Saved entries:
****

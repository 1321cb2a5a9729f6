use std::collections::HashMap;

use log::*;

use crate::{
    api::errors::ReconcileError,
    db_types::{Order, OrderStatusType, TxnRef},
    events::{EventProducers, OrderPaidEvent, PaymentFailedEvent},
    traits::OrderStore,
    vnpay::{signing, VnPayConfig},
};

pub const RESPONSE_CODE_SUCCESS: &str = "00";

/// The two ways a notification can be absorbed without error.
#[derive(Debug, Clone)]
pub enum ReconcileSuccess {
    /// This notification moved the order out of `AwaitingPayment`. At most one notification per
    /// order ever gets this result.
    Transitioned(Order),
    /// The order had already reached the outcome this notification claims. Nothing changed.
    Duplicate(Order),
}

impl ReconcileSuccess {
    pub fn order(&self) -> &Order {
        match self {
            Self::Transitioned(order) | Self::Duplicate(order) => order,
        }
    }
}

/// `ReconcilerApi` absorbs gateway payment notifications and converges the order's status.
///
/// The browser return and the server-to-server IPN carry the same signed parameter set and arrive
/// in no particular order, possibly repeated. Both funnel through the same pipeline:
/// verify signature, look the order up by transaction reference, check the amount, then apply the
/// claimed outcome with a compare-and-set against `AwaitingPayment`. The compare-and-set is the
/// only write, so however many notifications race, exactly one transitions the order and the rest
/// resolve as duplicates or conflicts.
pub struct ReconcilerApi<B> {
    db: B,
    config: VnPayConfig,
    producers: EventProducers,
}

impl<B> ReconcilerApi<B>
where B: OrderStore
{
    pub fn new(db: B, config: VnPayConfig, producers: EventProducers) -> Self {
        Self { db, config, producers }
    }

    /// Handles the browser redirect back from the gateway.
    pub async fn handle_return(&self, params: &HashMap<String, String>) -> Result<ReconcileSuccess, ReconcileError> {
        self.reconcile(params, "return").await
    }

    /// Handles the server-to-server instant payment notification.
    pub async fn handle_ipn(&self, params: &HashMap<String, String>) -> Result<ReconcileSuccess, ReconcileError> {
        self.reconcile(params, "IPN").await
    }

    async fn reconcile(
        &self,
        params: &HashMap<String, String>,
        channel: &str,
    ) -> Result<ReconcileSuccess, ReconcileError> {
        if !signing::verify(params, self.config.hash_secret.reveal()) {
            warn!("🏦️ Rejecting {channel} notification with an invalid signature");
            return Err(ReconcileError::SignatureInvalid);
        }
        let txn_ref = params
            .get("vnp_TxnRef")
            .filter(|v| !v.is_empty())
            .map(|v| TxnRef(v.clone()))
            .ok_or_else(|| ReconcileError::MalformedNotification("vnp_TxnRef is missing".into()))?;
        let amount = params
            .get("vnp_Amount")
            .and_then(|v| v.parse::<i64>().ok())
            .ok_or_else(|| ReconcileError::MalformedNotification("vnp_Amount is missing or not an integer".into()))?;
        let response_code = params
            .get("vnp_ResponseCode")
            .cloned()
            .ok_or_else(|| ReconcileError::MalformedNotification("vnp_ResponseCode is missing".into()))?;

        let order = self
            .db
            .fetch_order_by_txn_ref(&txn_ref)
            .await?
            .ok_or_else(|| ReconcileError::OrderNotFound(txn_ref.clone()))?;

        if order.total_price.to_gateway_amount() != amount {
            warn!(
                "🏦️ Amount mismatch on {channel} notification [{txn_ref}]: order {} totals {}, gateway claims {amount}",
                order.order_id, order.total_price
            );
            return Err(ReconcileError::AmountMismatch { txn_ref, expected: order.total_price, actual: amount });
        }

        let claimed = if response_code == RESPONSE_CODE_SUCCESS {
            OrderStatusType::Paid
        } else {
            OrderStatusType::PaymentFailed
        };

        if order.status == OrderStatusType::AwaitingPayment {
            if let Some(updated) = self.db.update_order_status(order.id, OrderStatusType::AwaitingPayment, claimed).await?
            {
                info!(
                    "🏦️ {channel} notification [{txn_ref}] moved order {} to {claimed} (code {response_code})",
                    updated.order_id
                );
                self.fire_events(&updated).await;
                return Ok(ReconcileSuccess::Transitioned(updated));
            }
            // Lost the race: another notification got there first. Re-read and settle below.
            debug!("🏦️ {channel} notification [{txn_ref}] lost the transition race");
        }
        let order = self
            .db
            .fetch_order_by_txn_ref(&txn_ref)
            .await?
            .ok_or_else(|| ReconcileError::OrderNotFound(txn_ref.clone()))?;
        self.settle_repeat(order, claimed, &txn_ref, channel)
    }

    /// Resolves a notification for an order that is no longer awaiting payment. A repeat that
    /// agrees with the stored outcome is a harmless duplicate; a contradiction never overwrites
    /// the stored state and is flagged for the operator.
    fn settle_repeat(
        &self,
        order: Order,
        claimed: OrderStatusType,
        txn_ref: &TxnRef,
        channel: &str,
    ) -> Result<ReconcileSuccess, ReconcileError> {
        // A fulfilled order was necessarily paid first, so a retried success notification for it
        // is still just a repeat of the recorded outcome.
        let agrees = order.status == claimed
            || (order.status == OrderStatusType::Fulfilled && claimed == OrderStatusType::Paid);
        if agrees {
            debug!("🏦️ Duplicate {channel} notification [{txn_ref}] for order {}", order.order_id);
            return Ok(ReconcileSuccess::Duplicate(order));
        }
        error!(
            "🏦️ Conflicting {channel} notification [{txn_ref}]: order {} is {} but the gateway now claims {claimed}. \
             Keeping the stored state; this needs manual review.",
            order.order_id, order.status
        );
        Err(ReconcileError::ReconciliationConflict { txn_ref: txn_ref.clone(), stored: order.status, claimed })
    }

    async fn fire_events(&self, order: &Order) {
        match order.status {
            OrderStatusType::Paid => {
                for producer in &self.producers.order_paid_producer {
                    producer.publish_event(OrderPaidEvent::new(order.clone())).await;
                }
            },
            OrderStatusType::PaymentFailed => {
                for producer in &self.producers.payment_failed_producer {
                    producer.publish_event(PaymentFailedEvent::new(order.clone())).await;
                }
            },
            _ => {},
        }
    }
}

****

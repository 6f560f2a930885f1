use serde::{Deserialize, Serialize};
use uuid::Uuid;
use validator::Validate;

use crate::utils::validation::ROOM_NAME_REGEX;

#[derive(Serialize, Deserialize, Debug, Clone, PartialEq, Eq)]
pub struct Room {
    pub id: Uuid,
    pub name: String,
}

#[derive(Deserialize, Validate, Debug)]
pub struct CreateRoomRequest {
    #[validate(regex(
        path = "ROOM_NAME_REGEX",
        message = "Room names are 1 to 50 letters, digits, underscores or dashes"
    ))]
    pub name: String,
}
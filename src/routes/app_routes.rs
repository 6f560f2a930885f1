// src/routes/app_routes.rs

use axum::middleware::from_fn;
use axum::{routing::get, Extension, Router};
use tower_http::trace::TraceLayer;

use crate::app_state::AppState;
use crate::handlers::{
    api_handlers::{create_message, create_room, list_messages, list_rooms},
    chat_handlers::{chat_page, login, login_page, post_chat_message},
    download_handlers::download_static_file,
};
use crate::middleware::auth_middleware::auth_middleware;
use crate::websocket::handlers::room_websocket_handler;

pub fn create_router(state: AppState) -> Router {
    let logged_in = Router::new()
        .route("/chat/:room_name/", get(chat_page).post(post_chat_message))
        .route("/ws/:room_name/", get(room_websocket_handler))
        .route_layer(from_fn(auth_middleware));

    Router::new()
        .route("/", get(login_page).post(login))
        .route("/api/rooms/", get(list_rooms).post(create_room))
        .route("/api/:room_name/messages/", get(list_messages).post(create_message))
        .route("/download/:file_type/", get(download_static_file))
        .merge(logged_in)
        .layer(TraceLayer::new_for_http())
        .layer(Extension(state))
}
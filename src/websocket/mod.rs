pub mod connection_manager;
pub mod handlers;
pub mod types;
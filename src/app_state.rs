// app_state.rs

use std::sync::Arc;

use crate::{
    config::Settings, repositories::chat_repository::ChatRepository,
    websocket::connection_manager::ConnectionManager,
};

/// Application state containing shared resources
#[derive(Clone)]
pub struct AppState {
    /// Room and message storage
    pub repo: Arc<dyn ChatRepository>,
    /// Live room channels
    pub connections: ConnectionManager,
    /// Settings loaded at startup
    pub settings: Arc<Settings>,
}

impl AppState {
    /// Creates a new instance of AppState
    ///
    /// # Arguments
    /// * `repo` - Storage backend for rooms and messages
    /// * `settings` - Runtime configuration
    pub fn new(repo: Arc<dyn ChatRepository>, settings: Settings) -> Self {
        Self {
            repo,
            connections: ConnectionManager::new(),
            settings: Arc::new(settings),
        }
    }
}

****

* Task instructions
Tell me how many lines in the data include "ChatRepository", giving only the number.

* Result of this exercise
3